Work order — The lines to return are those below that contain the word "broadcast".

Entries supplied —
--

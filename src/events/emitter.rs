//! # Episode event channel.
//!
//! [`Emitter`] is shared by the coordinator routine and every task runner of an
//! episode. Each event is mirrored to `tracing` at `trace` level, then broadcast
//! to the receivers handed out by `Coordinator::subscribe`.
//!
//! Receivers are optional: with none attached, only the trace line remains.
//! A receiver lagging more than the configured capacity observes
//! `RecvError::Lagged` and skips the oldest events.

use tokio::sync::broadcast;
use tracing::trace;

use super::event::Event;

#[derive(Clone, Debug)]
pub(crate) struct Emitter {
    tx: broadcast::Sender<Event>,
}

impl Emitter {
    /// Creates the channel; `capacity` is clamped to at least 1.
    pub(crate) fn new(capacity: usize) -> Self {
        let (tx, _) = broadcast::channel(capacity.max(1));
        Self { tx }
    }

    pub(crate) fn emit(&self, ev: Event) {
        trace!(
            seq = ev.seq,
            kind = ?ev.kind,
            task = ev.task.as_deref(),
            reason = ev.reason.as_deref(),
            "episode event"
        );
        // No receivers is the common case for `gracevisor::listen`.
        let _ = self.tx.send(ev);
    }

    pub(crate) fn receiver(&self) -> broadcast::Receiver<Event> {
        self.tx.subscribe()
    }
}

#[cfg(test)]
mod tests {
    use super::*;
    use crate::events::EventKind;

    #[tokio::test]
    async fn test_emit_reaches_every_receiver() {
        let emitter = Emitter::new(8);
        let mut a = emitter.receiver();
        let mut b = emitter.receiver();

        emitter.emit(Event::new(EventKind::ShutdownRequested).with_task("none"));

        assert_eq!(a.recv().await.map(|e| e.kind).ok(), Some(EventKind::ShutdownRequested));
        assert_eq!(b.recv().await.map(|e| e.kind).ok(), Some(EventKind::ShutdownRequested));
    }

    #[test]
    fn test_emit_without_receivers_is_a_noop() {
        let emitter = Emitter::new(0);
        emitter.emit(Event::new(EventKind::TaskStarting));
    }
}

--

Reply to the exercise —
//! episode. Each event is mirrored to `tracing` at `trace` level, then broadcast
use tokio::sync::broadcast;
    tx: broadcast::Sender<Event>,
        let (tx, _) = broadcast::channel(capacity.max(1));
    pub(crate) fn receiver(&self) -> broadcast::Receiver<Event> {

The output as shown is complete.